Cincy heroin dealer pleads guilty to trying to hire a hitman to - Cincinnati News, Weather, Sports from FOX19 NOW-WXIX

Cincy heroin dealer pleads guilty to trying to hire a hitman to silence witness

Phillip Watkins (Provided) Phillip Watkins (Provided)

Last summer Phillip Watkins, 32, was indicted with trafficking heroin laced with fentanyl and carfentanil, a substance 10,000 times more powerful than morphine. Now he has plead guilty to trying to recruit a hitman to kill potential witnesses that may testify against him. 

A federal indictment says Watkins knowingly tried to hire a hitman between October 7 and December 16 in Ohio to murder an informant that is set to provide testimony in Watkin’s heroin case.

Watkins’ case is the first federal trafficking carfentanil case in the country., according to acting U.S. Attorney Benjamin Glass.

Hamilton County Heroin Task Force members arrested Watkins September last year. Watkins faces seven-count indictment on alleged drug offenses. Authorities say he sold heroin from his Carthage residence in August. The drugs resulted in serious physical harm including non-fatal overdoses to users.

Cincinnati saw a dramatic uptick in overdoses and deaths when synthetic opioids hit the streets. According to city data, first responders are called to an about 100 overdose incidents a month. In September last year, there were over 450 overdoses and at least eight deaths after a of heroin was laced with carfentanil and fentanyl. The synthetics are so potent, it is dangerous for law enforcement to handle any drug materials they may seize in an overdose call. 
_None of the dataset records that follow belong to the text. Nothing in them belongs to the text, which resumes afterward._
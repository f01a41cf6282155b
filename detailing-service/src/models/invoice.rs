//! Invoice model, totals and invoice numbering.

use std::collections::BTreeMap;

use chrono::{DateTime, Utc};
use rust_decimal::Decimal;
use rust_decimal_macros::dec;
use serde::{Deserialize, Serialize};

use super::roll::round2;

#[derive(Debug, Clone, Copy, PartialEq, Eq, Serialize, Deserialize)]
pub enum PaymentStatus {
    Pending,
    #[serde(rename = "Partially Paid")]
    PartiallyPaid,
    Paid,
}

impl PaymentStatus {
    pub fn from_amounts(paid: Decimal, total: Decimal) -> Self {
        if paid > Decimal::ZERO && paid >= total {
            PaymentStatus::Paid
        } else if paid > Decimal::ZERO {
            PaymentStatus::PartiallyPaid
        } else {
            PaymentStatus::Pending
        }
    }
}

/// Customer details copied onto the invoice when it is issued.
#[derive(Debug, Clone, PartialEq, Serialize, Deserialize)]
pub struct CustomerSnapshot {
    pub name: String,
    pub phone: String,
    #[serde(default)]
    pub email: Option<String>,
    #[serde(default)]
    pub address: Option<String>,
}

#[derive(Debug, Clone, PartialEq, Serialize, Deserialize)]
pub struct VehicleSnapshot {
    pub name: String,
    pub plate: String,
}

#[derive(Debug, Clone, PartialEq, Serialize, Deserialize)]
pub struct InvoiceLine {
    pub description: String,
    pub unit_price: Decimal,
    pub quantity: Decimal,
    pub discount: Decimal,
    pub total: Decimal,
}

impl InvoiceLine {
    pub fn new(description: String, unit_price: Decimal, quantity: Decimal, discount: Decimal) -> Self {
        let gross = round2(unit_price * quantity);
        Self {
            description,
            unit_price: round2(unit_price),
            quantity: round2(quantity),
            discount: round2(discount),
            total: round2(gross - discount).max(Decimal::ZERO),
        }
    }

    fn gross(&self) -> Decimal {
        round2(self.unit_price * self.quantity)
    }
}

/// Money figures of one invoice.
#[derive(Debug, Clone, Copy, PartialEq)]
pub struct InvoiceTotals {
    pub subtotal: Decimal,
    pub item_discount: Decimal,
    pub discount: Decimal,
    pub taxable_amount: Decimal,
    pub tax_rate: Decimal,
    pub tax_amount: Decimal,
    pub total_amount: Decimal,
}

impl InvoiceTotals {
    /// `tax_rate` is a percentage; `None` means the invoice carries no tax.
    pub fn compute(lines: &[InvoiceLine], invoice_discount: Decimal, tax_rate: Option<Decimal>) -> Self {
        let subtotal = round2(lines.iter().map(InvoiceLine::gross).sum());
        let item_discount = round2(lines.iter().map(|line| line.discount).sum());
        let discount = round2(invoice_discount.max(Decimal::ZERO));
        let taxable_amount = round2(subtotal - item_discount - discount).max(Decimal::ZERO);

        let tax_rate = tax_rate.unwrap_or_default();
        let tax_amount = round2(taxable_amount * tax_rate / dec!(100));

        Self {
            subtotal,
            item_discount,
            discount,
            taxable_amount,
            tax_rate,
            tax_amount,
            total_amount: round2(taxable_amount + tax_amount),
        }
    }
}

#[derive(Debug, Clone, PartialEq, Serialize, Deserialize)]
pub struct Invoice {
    #[serde(rename = "_id")]
    pub id: String,
    /// Absent for manually authored invoices.
    #[serde(default)]
    pub job_id: Option<String>,
    pub customer: CustomerSnapshot,
    #[serde(default)]
    pub vehicle: Option<VehicleSnapshot>,
    pub business: String,
    pub invoice_number: String,
    pub sequence: u32,
    pub lines: Vec<InvoiceLine>,
    pub subtotal: Decimal,
    pub item_discount: Decimal,
    pub discount: Decimal,
    pub tax_rate: Decimal,
    pub tax_amount: Decimal,
    pub total_amount: Decimal,
    pub paid_amount: Decimal,
    pub payment_status: PaymentStatus,
    #[serde(default)]
    pub payment_mode: Option<String>,
    #[serde(default)]
    pub payment_details: Option<String>,
    #[serde(default)]
    pub paid_date: Option<DateTime<Utc>>,
    pub created_at: DateTime<Utc>,
    pub updated_at: DateTime<Utc>,
}

/// Everything needed to issue an invoice except its number.
#[derive(Debug, Clone, PartialEq)]
pub struct InvoiceDraft {
    pub job_id: Option<String>,
    pub customer: CustomerSnapshot,
    pub vehicle: Option<VehicleSnapshot>,
    pub business: String,
    pub lines: Vec<InvoiceLine>,
    pub totals: InvoiceTotals,
}

impl Invoice {
    pub fn issue(
        draft: InvoiceDraft,
        invoice_number: String,
        sequence: u32,
        now: DateTime<Utc>,
    ) -> Self {
        let totals = draft.totals;
        Self {
            id: uuid::Uuid::new_v4().to_string(),
            job_id: draft.job_id,
            customer: draft.customer,
            vehicle: draft.vehicle,
            business: draft.business,
            invoice_number,
            sequence,
            lines: draft.lines,
            subtotal: totals.subtotal,
            item_discount: totals.item_discount,
            discount: totals.discount,
            tax_rate: totals.tax_rate,
            tax_amount: totals.tax_amount,
            total_amount: totals.total_amount,
            paid_amount: Decimal::ZERO,
            payment_status: PaymentStatus::Pending,
            payment_mode: None,
            payment_details: None,
            paid_date: None,
            created_at: now,
            updated_at: now,
        }
    }

    /// Mirror a cumulative paid amount onto the invoice.
    pub fn apply_paid_amount(&mut self, paid: Decimal, mode: Option<&str>, now: DateTime<Utc>) {
        self.paid_amount = round2(paid);
        self.payment_status = PaymentStatus::from_amounts(self.paid_amount, self.total_amount);
        if let Some(mode) = mode {
            self.payment_mode = Some(mode.to_string());
        }
        if self.payment_status == PaymentStatus::Paid {
            self.paid_date.get_or_insert(now);
        }
        self.updated_at = now;
    }

    /// Settle in full, returning what was still outstanding.
    pub fn settle(
        &mut self,
        mode: String,
        details: Option<String>,
        paid_date: DateTime<Utc>,
        now: DateTime<Utc>,
    ) -> Decimal {
        let outstanding = round2(self.total_amount - self.paid_amount).max(Decimal::ZERO);
        self.paid_amount = self.total_amount;
        self.payment_status = PaymentStatus::Paid;
        self.payment_mode = Some(mode);
        self.payment_details = details;
        self.paid_date = Some(paid_date);
        self.updated_at = now;
        outstanding
    }
}

/// `{prefix}-{year}-{sequence:04}`.
pub fn format_invoice_number(prefix: &str, year: i32, sequence: u32) -> String {
    format!("{}-{}-{:04}", prefix, year, sequence)
}

/// Trailing numeric suffix of an invoice number.
pub fn parse_sequence(invoice_number: &str) -> Option<u32> {
    invoice_number.rsplit('-').next()?.trim().parse().ok()
}

/// Short code used in a business's invoice numbers.
///
/// Configured codes win; otherwise the upper-cased initials of the tag.
pub fn business_prefix(business: &str, configured: &BTreeMap<String, String>) -> String {
    if let Some(code) = configured.get(business) {
        return code.clone();
    }

    let initials: String = business
        .split_whitespace()
        .filter_map(|word| word.chars().find(|c| c.is_ascii_alphanumeric()))
        .map(|c| c.to_ascii_uppercase())
        .collect();

    if initials.is_empty() {
        "INV".to_string()
    } else {
        initials
    }
}
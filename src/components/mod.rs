//! Reusable UI components.

pub mod network_graph;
The rate of fatal overdoses in the United States has nearly tripled since 1999, according to a report by the Centers for Disease Control and Prevention released Friday. One in four drug overdoses in 2015 were related to heroin. In 1999, just 6 percent of all overdoses in the country were opioid related. 

Ohio and Kentucky are among the four states with the highest drug overdose rate. In 2015, the states with the statistically higher than national rate of drug overdoses were West Virginia (41.5 per 100,000 people), New Hampshire (34.3), Kentucky (29.9) and Ohio (29.9).